Wave Engine offers a complete lighting system with different light types for different scene settings. However, sometimes you need to create a soft environment, which is difficult to create with point based lights. For example, a cool sunset with lot of ambient illumination, different colors, etc.
To do that our Standard material offers the possibility to create an Image Based Lighting (IBL from now) on your entities and adding that extra realism.
What is Image Based Lighting (IBL)?
The image based lighting is a 3D technique which uses a texture or image with a pre-rendered environment to apply that lighting to the 3D object. It’s very popular because it achieves spectacular results with little CPU and GPU usage, like the previous picture, for example.
How does IBL work?
The idea of IBL is similar to the reflection map that we’ve been using until now, but instead of calculating the specular direction of the cubemap, we directly use the normal direction to get the cubemap color at a specific point, according to the next diagram:
(We’ve used a cubemap from our IBL sample)
The left scenario represents a reflection cubemap using normals for mirroring the view direction from the camera. On the other side the diffuse cubemap is not affected by the view direction as it’s just a projection of the environment map, so its appearance is not affected by the camera point of view, like the next video:
However, the diffuse cubemap has too much detail for being used for illumination. That’s why we use that cubemap to create a irradiance cubemap. The irradiance cubemap is like a blurry version of the original, but can be used as a diffuse cubemap lighting. The next picture shows the irradiance map of the previous cubemap:
(That irradiance map can also be found on our IBL Sample)
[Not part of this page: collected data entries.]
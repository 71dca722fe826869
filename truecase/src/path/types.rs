//! Core types for path resolution.

use std::fmt;
use std::path::{Path, PathBuf};

/// A path whose every component was matched against the on-disk tree.
///
/// The relative path carries the filesystem's true casing and is joined with
/// the primary separator of the convention the resolver used.
///
/// # Examples
///
/// ```
/// use truecase::path::ResolvedPath;
/// use std::path::PathBuf;
///
/// let resolved = ResolvedPath::new(
///     "Maps/Office.map".to_string(),
///     PathBuf::from("/robot"),
///     "maps/office.MAP".to_string(),
/// );
/// assert_eq!(resolved.as_str(), "Maps/Office.map");
/// assert_eq!(resolved.requested(), "maps/office.MAP");
/// ```
#[derive(Debug, Clone, PartialEq, Eq, Hash)]
pub struct ResolvedPath {
    /// The true-case path, relative to `base`.
    relative: String,
    /// The directory resolution started from.
    base: PathBuf,
    /// The request as it was received.
    requested: String,
}

impl ResolvedPath {
    /// Create a new resolved path.
    #[must_use]
    pub fn new(relative: String, base: PathBuf, requested: String) -> Self {
        Self {
            relative,
            base,
            requested,
        }
    }

    /// The true-case path relative to the base directory.
    #[must_use]
    pub fn as_str(&self) -> &str {
        &self.relative
    }

    /// The base directory resolution started from.
    #[must_use]
    pub fn base(&self) -> &Path {
        &self.base
    }

    /// The original request, before normalization.
    #[must_use]
    pub fn requested(&self) -> &str {
        &self.requested
    }

    /// The base directory joined with the true-case relative path.
    ///
    /// # Examples
    ///
    /// ```
    /// use truecase::path::ResolvedPath;
    /// use std::path::PathBuf;
    ///
    /// let resolved = ResolvedPath::new(
    ///     "Office.map".to_string(),
    ///     PathBuf::from("maps"),
    ///     "office.map".to_string(),
    /// );
    /// assert_eq!(resolved.full_path(), PathBuf::from("maps").join("Office.map"));
    /// ```
    #[must_use]
    pub fn full_path(&self) -> PathBuf {
        self.base.join(&self.relative)
    }

    /// Convert into the true-case relative path.
    #[must_use]
    pub fn into_string(self) -> String {
        self.relative
    }
}

impl fmt::Display for ResolvedPath {
    fn fmt(&self, f: &mut fmt::Formatter<'_>) -> fmt::Result {
        f.write_str(&self.relative)
    }
}

impl AsRef<str> for ResolvedPath {
    fn as_ref(&self) -> &str {
        &self.relative
    }
}
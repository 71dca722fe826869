//! Integration tests for the `resolve` command.

mod common;

use common::TestEnv;
use predicates::prelude::*;

#[test]
fn test_resolve_prints_true_case() {
    let env = TestEnv::new().with_robot_tree();

    env.unix_command()
        .args(["resolve", "MAPS/office.map"])
        .assert()
        .success()
        .stdout("Maps/Office.MAP\n");
}

#[test]
fn test_resolve_accepts_alternate_separator() {
    let env = TestEnv::new().with_robot_tree();

    env.unix_command()
        .args(["resolve", "maps\\lab\\floor1.MAP"])
        .assert()
        .success()
        .stdout("Maps/Lab/Floor1.map\n");
}

#[test]
fn test_resolve_nested_with_windows_separator() {
    let env = TestEnv::new().with_robot_tree();

    env.command()
        .args(["--separator", "windows", "resolve", "maps\\lab\\floor1.MAP"])
        .assert()
        .success()
        .stdout("Maps\\Lab\\Floor1.map\n");
}

#[test]
fn test_resolve_strips_quotes() {
    let env = TestEnv::new().with_robot_tree();

    env.unix_command()
        .args(["resolve", "\"params/P3DX.P\""])
        .assert()
        .success()
        .stdout("Params/p3dx.p\n");
}

#[test]
fn test_resolve_full_path() {
    let env = TestEnv::new().with_robot_tree();

    let output = env
        .unix_command()
        .args(["resolve", "--full", "params/p3dx.p"])
        .output()
        .unwrap();
    assert!(output.status.success());

    let printed = String::from_utf8(output.stdout).unwrap();
    let printed = std::path::PathBuf::from(printed.trim_end());
    assert!(printed.is_file());
    assert!(printed.ends_with("p3dx.p"));
}

#[test]
fn test_resolve_with_base_dir() {
    let env = TestEnv::new().with_robot_tree();
    let maps = env.path().join("Maps");

    env.unix_command()
        .arg("--base-dir")
        .arg(&maps)
        .args(["resolve", "lab"])
        .assert()
        .success()
        .stdout("Lab\n");
}

#[test]
fn test_resolve_missing_component() {
    let env = TestEnv::new().with_robot_tree();

    env.unix_command()
        .args(["resolve", "maps/garage.map"])
        .assert()
        .code(1)
        .stderr(predicate::str::contains("'garage.map' does not exist"));
}

#[test]
fn test_resolve_hidden_entry() {
    let env = TestEnv::new().with_robot_tree();

    env.unix_command()
        .args(["resolve", ".hidden"])
        .assert()
        .code(1);
}

#[test]
fn test_resolve_verbose_logs_steps() {
    let env = TestEnv::new().with_robot_tree();

    env.unix_command()
        .args(["--verbose", "resolve", "maps"])
        .assert()
        .success()
        .stderr(predicate::str::contains("DEBUG: Matched 'maps' to 'Maps'"));
}

#[test]
fn test_resolve_quiet_still_reports_error() {
    let env = TestEnv::new().with_robot_tree();

    env.unix_command()
        .args(["--quiet", "resolve", "nothing"])
        .assert()
        .code(1)
        .stderr(predicate::str::contains("Error:"))
        .stderr(predicate::str::contains("INFO").not());
}
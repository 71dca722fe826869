//! Shell completion generation command.
//!
//! This module provides the `completions` command which generates shell completion
//! scripts for bash, zsh, fish, and PowerShell.

use crate::cli::Cli;
use crate::error::CliError;
use crate::utils::GlobalOptions;
use clap::{CommandFactory, Parser};
use clap_complete::{generate, Shell};
use std::io;

/// Name of the installed binary
const BIN_NAME: &str = "truecase";

/// Generate shell completion scripts
#[derive(Parser)]
pub struct CompletionsCommand {
    /// Shell to generate completions for
    #[arg(value_enum)]
    pub shell: Shell,
}

impl CompletionsCommand {
    /// Execute the completions command.
    pub fn execute(&self, _global: &GlobalOptions) -> Result<(), CliError> {
        let mut cmd = Cli::command();

        eprintln!("# Generating {} completion script", self.shell);
        eprintln!("# Run the following command to enable completions:");

        match self.shell {
            Shell::Bash => {
                eprintln!(
                    "#   truecase completions bash > ~/.local/share/bash-completion/completions/truecase"
                );
                eprintln!("# Or source it directly in ~/.bashrc:");
                eprintln!("#   eval \"$(truecase completions bash)\"");
            }
            Shell::Zsh => {
                eprintln!("#   truecase completions zsh > ~/.zsh/completions/_truecase");
                eprintln!("# Make sure ~/.zsh/completions is in your $fpath");
            }
            Shell::Fish => {
                eprintln!(
                    "#   truecase completions fish > ~/.config/fish/completions/truecase.fish"
                );
            }
            Shell::PowerShell => {
                eprintln!("#   truecase completions powershell | Out-String | Invoke-Expression");
            }
            _ => {}
        }

        eprintln!();

        generate(self.shell, &mut cmd, BIN_NAME, &mut io::stdout());

        Ok(())
    }
}
//! Property-based tests for resolution against real directory trees.
//!
//! Note: normalization and tokenization carry their own inline property
//! tests. This module builds trees on disk, so it runs behind the
//! `property-tests` feature.

use super::resolver::CaseInsensitiveResolver;
use super::separator::SeparatorConvention;
use crate::error::ErrorKind;
use proptest::prelude::*;
use std::fs;
use tempfile::tempdir;

// Component names that cannot collide with each other once case-folded.
fn component_strategy() -> impl Strategy<Value = String> {
    "[a-zA-Z][a-zA-Z0-9_]{0,11}"
}

fn tree_strategy() -> impl Strategy<Value = Vec<String>> {
    prop::collection::vec(component_strategy(), 1..6)
}

fn scramble_case(s: &str, mask: u64) -> String {
    s.chars()
        .enumerate()
        .map(|(i, c)| {
            if mask & (1 << (i % 64)) == 0 {
                c.to_ascii_lowercase()
            } else {
                c.to_ascii_uppercase()
            }
        })
        .collect()
}

proptest! {
    #![proptest_config(ProptestConfig {
        cases: 64,
        .. ProptestConfig::default()
    })]

    // Any casing of an existing path resolves to the on-disk casing
    #[test]
    fn resolve_recovers_true_case(parts in tree_strategy(), mask in any::<u64>()) {
        let dir = tempdir().unwrap();
        let sep = SeparatorConvention::platform();
        let (leaf, dirs) = parts.split_last().unwrap();

        let mut on_disk = dir.path().to_path_buf();
        for part in dirs {
            on_disk.push(part);
        }
        fs::create_dir_all(&on_disk).unwrap();
        fs::write(on_disk.join(leaf), "x").unwrap();

        let expected = parts.join(&sep.primary().to_string());
        let request = scramble_case(&parts.join("/"), mask);

        let resolved = CaseInsensitiveResolver::new()
            .resolve(dir.path(), &request, 4096)
            .unwrap();
        prop_assert_eq!(resolved.as_str(), expected.as_str());
        prop_assert!(resolved.full_path().is_file());
    }

    // A capacity one byte short of the result always fails cleanly
    #[test]
    fn resolve_never_exceeds_capacity(parts in tree_strategy()) {
        let dir = tempdir().unwrap();
        let mut on_disk = dir.path().to_path_buf();
        for part in &parts {
            on_disk.push(part);
        }
        fs::create_dir_all(&on_disk).unwrap();

        let request = parts.join("/");
        let full_len = request.len();
        let resolver = CaseInsensitiveResolver::new();

        let err = resolver.resolve(dir.path(), &request, full_len - 1).unwrap_err();
        prop_assert_eq!(err.kind(), ErrorKind::BufferTooSmall);
        prop_assert!(resolver.resolve(dir.path(), &request, full_len).is_ok());
    }

    // Requests for names that are absent report the first missing component
    #[test]
    fn resolve_reports_missing_component(parts in tree_strategy()) {
        let dir = tempdir().unwrap();
        let request = parts.join("/");

        let err = CaseInsensitiveResolver::new()
            .resolve(dir.path(), &request, 4096)
            .unwrap_err();
        match err {
            crate::Error::ComponentNotFound { component, .. } => {
                prop_assert_eq!(component, parts[0].clone());
            }
            other => prop_assert!(false, "unexpected error: {}", other),
        }
    }
}
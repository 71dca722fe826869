//! Case-insensitive path resolution.
//!
//! This module provides the [`CaseInsensitiveResolver`], which maps a
//! requested path of any casing onto the path that actually exists below a
//! base directory, reporting it with the filesystem's true casing.
//!
//! Resolution lists one directory per requested component and matches the
//! component against the listing ignoring ASCII case. When two entries of a
//! directory differ only in case, the first one the listing reports wins.
//! The tree is not locked while it is walked, so a concurrent rename can make
//! an existing path fail to resolve.
//!
//! The separator convention shapes requests and results only. Directories
//! are always listed through native paths built from `base`.

use std::fs::{self, File};
use std::path::{Path, PathBuf};

use crate::error::{Error, ErrorKind, Result};
use crate::path::entries::{DirectoryEntry, DirectoryEntryProvider, FsEntryProvider};
use crate::path::normalize::normalize_separators;
use crate::path::separator::SeparatorConvention;
use crate::path::tokenize::{components, CURRENT_DIR};
use crate::path::types::ResolvedPath;

/// Capacity used when the caller has no tighter bound of its own.
pub const DEFAULT_CAPACITY: usize = 4096;

/// Resolves requested paths against a directory tree, ignoring case.
///
/// # Examples
///
/// ```no_run
/// use truecase::path::CaseInsensitiveResolver;
/// use std::path::Path;
///
/// let resolver = CaseInsensitiveResolver::new();
/// let resolved = resolver
///     .resolve(Path::new("/usr/local/Aria"), "maps/office.MAP", 256)
///     .unwrap();
/// println!("{}", resolved.full_path().display());
/// ```
#[derive(Debug, Clone)]
pub struct CaseInsensitiveResolver<P = FsEntryProvider> {
    /// Source of directory listings.
    provider: P,
    /// Separator convention for requests and results.
    convention: SeparatorConvention,
}

impl Default for CaseInsensitiveResolver {
    fn default() -> Self {
        Self::new()
    }
}

impl CaseInsensitiveResolver {
    /// Create a resolver over the real filesystem using the platform's
    /// separator convention.
    ///
    /// # Examples
    ///
    /// ```
    /// use truecase::path::{CaseInsensitiveResolver, SeparatorConvention};
    ///
    /// let resolver = CaseInsensitiveResolver::new();
    /// assert_eq!(resolver.convention(), SeparatorConvention::platform());
    /// ```
    #[must_use]
    pub fn new() -> Self {
        Self::with_provider(FsEntryProvider)
    }
}

impl<P: DirectoryEntryProvider> CaseInsensitiveResolver<P> {
    /// Create a resolver that lists directories through `provider`.
    #[must_use]
    pub fn with_provider(provider: P) -> Self {
        Self {
            provider,
            convention: SeparatorConvention::platform(),
        }
    }

    /// Configure the separator convention.
    ///
    /// # Examples
    ///
    /// ```
    /// use truecase::path::{CaseInsensitiveResolver, SeparatorConvention};
    ///
    /// let resolver = CaseInsensitiveResolver::new()
    ///     .with_convention(SeparatorConvention::windows());
    /// assert_eq!(resolver.convention().primary(), '\\');
    /// ```
    #[must_use]
    pub fn with_convention(mut self, convention: SeparatorConvention) -> Self {
        self.convention = convention;
        self
    }

    /// The separator convention in use.
    #[must_use]
    pub fn convention(&self) -> SeparatorConvention {
        self.convention
    }

    /// Resolve `requested` below `base`, matching each component
    /// case-insensitively.
    ///
    /// `requested` may use either separator and any casing. A leading `"."`
    /// component is dropped. The true-case result may be at most `capacity`
    /// bytes long.
    ///
    /// # Errors
    ///
    /// Returns:
    /// - `InvalidInput` if `base` is empty or not UTF-8, or `capacity` is 0
    /// - `EmptyPath` if `requested` names no component
    /// - `DirectoryNotFound` / `NotADirectory` if a directory on the way
    ///   cannot be listed
    /// - `ComponentNotFound` if a component matches no entry
    /// - `BufferTooSmall` if the result would exceed `capacity`
    /// - `Io` if a listing fails for any other reason
    ///
    /// # Examples
    ///
    /// ```no_run
    /// use truecase::path::CaseInsensitiveResolver;
    /// use std::path::Path;
    ///
    /// let resolver = CaseInsensitiveResolver::new();
    /// let resolved = resolver.resolve(Path::new("/base"), "sub/file.txt", 256).unwrap();
    /// assert_eq!(resolved.as_str(), "Sub/File.TXT");
    /// ```
    pub fn resolve(&self, base: &Path, requested: &str, capacity: usize) -> Result<ResolvedPath> {
        log::debug!(
            "Resolving '{requested}' in {} (capacity {capacity})",
            base.display()
        );

        let base_str = base
            .to_str()
            .ok_or_else(|| Error::invalid_input("base directory", "contains invalid UTF-8"))
            .map_err(diagnose)?;
        if base_str.is_empty() {
            return Err(diagnose(Error::invalid_input(
                "base directory",
                "must not be empty",
            )));
        }
        if capacity == 0 {
            return Err(diagnose(Error::invalid_input(
                "capacity",
                "must be greater than 0",
            )));
        }

        let sep = self.convention;
        let normalized = normalize_separators(requested, sep);
        let parts: Vec<&str> = components(&normalized, sep).collect();
        let parts = match parts.split_first() {
            Some((&first, rest)) if first == CURRENT_DIR => rest,
            _ => &parts[..],
        };
        if parts.is_empty() {
            return Err(diagnose(Error::EmptyPath {
                requested: requested.to_string(),
            }));
        }

        let mut current = PathBuf::from(base_str);
        let mut result = String::new();

        for (index, component) in parts.iter().enumerate() {
            let entry = self.find_entry(&current, component)?;
            let name = entry.name();

            let separator_len = if result.is_empty() {
                0
            } else {
                sep.primary().len_utf8()
            };
            let required = result.len() + separator_len + name.len();
            if required > capacity {
                return Err(diagnose(Error::BufferTooSmall { required, capacity }));
            }
            if separator_len > 0 {
                result.push(sep.primary());
            }
            result.push_str(name);

            if index + 1 < parts.len() {
                current.push(name);
            }
        }

        log::debug!("Resolved '{requested}' to '{result}'");
        Ok(ResolvedPath::new(
            result,
            base.to_path_buf(),
            requested.to_string(),
        ))
    }

    /// Check whether `requested` resolves to a file that can be opened for
    /// reading.
    ///
    /// Returns `Ok(false)` when some component does not exist, when the
    /// path resolves to a directory, or when the file cannot be opened.
    ///
    /// # Errors
    ///
    /// Returns any resolution error other than a missing component or
    /// directory.
    pub fn find_file(&self, base: &Path, requested: &str, capacity: usize) -> Result<bool> {
        let resolved = match self.resolve(base, requested, capacity) {
            Ok(resolved) => resolved,
            Err(e) if e.is_not_found() => return Ok(false),
            Err(e) => return Err(e),
        };

        let full = resolved.full_path();
        if full.is_dir() {
            log::debug!("{} is a directory, not a file", full.display());
            return Ok(false);
        }
        match File::open(&full) {
            Ok(_) => Ok(true),
            Err(e) => {
                log::info!("Cannot open {}: {e}", full.display());
                Ok(false)
            }
        }
    }

    /// Size in bytes of the regular file `requested` resolves to.
    ///
    /// Returns `Ok(None)` when some component does not exist, when the path
    /// resolves to something other than a regular file, or when its metadata
    /// cannot be read.
    ///
    /// # Errors
    ///
    /// Returns any resolution error other than a missing component or
    /// directory.
    ///
    /// # Examples
    ///
    /// ```no_run
    /// use truecase::path::CaseInsensitiveResolver;
    /// use std::path::Path;
    ///
    /// let resolver = CaseInsensitiveResolver::new();
    /// if let Some(size) = resolver.file_size(Path::new("/base"), "maps/office.map", 256)? {
    ///     println!("{size} bytes");
    /// }
    /// # Ok::<(), truecase::Error>(())
    /// ```
    pub fn file_size(&self, base: &Path, requested: &str, capacity: usize) -> Result<Option<u64>> {
        let resolved = match self.resolve(base, requested, capacity) {
            Ok(resolved) => resolved,
            Err(e) if e.is_not_found() => return Ok(None),
            Err(e) => return Err(e),
        };

        let full = resolved.full_path();
        match fs::metadata(&full) {
            Ok(meta) if meta.is_file() => Ok(Some(meta.len())),
            Ok(_) => {
                log::debug!("{} is not a regular file", full.display());
                Ok(None)
            }
            Err(e) => {
                log::info!("Cannot stat {}: {e}", full.display());
                Ok(None)
            }
        }
    }

    /// Find the first entry of `directory` whose name matches `component`.
    ///
    /// The listing is dropped before returning, on every path.
    fn find_entry(&self, directory: &Path, component: &str) -> Result<DirectoryEntry> {
        let entries = self.provider.list(directory).map_err(diagnose)?;
        for entry in entries {
            let entry = entry.map_err(diagnose)?;
            if entry.matches(component) {
                log::debug!(
                    "Matched '{component}' to '{}' in {}",
                    entry.name(),
                    directory.display()
                );
                return Ok(entry);
            }
        }
        Err(diagnose(Error::ComponentNotFound {
            component: component.to_string(),
            directory: directory.to_path_buf(),
        }))
    }
}

/// Report a resolution failure once, where it was detected.
///
/// Failures go back to the caller, which decides how loudly to report them,
/// so they are logged below the default level.
fn diagnose(err: Error) -> Error {
    match err.kind() {
        ErrorKind::EmptyPath | ErrorKind::ComponentNotFound | ErrorKind::DirectoryNotFound => {
            log::debug!("{err}");
        }
        _ => log::info!("{err}"),
    }
    err
}
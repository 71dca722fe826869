//! Library exports for truecase-cli.
//!
//! This module exports the CLI structure for use by the build script
//! to generate man pages and other documentation.

pub mod cli;
pub mod commands;
pub mod error;
pub mod utils;

// Re-export CLI for build script
pub use cli::Cli;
Applied to an 3d object you can clearly appreciate the realism of the IBL. The next video shows a model with IBL and with reflection cubemap.
Using IBL in Wave Engine
Applying IBL to an entity having an irradiance cubemap is really easy. The next sections will explain different ways to add it in Wave Engine.
From Visual Editor
Using the Visual Editor is the easiest way. You only need to create a new Standard Material (Right click on Asset Preview panel > Create Material or Assets > Create Material in the main menu):
Now pay attention to the AmbientPath property of the material. Clicking on that property will show a floating panel with all the cubemaps of your project. Click on your correct irradiance cubemap (in this case the Environment1Light.cubemap)
The last step is to disable the lighting of the material. This will discard all your scene lights and light the object only with IBL. However, you can mix both IBL and Wave lights if you prefer. Uncheck the LightingEnabled checkbox and click on Create.
The last part is applying your new created material to your entity. To do that just select the entity and search its MaterialsMap component, click on DefaulMaterialPath (you can select the dictionary if you prefer, as usual), and select the new created material on the new floating panel:
Creating IBL in code is also really simple, just create a new Standard Material in the CreateScene method of your Scene class (or somewhere else 🙂 ) and asign its AmbientPath property with the irradiance cubemap asset path:
var iblMaterial = new StandardMaterial()
AmbientPath = WaveContent.Assets.Environment1Light_cubemap,
LightingEnabled = false
Finally we only need to apply that material to the MaterialsMap component of the entity:
entity.FindComponent<MaterialsMap>().DefaultMaterial = iblMaterial;
And that’s it.
Generate irradiance map from reflection cubemap
There are several ways to generate an irradiance map from a cubemap, but a good one is using CmftStudio, an open source application that can be downloaded here (and also its source code). It is a really powerful tool that allows the user to perform lot of operations to cubemaps.
A relative more simple way is to apply a Gaussian blur filter in a photo editing tool like Photoshop to remove its detail. However, take in mind that that result won’t be 100% realistic. Take it as a quick option!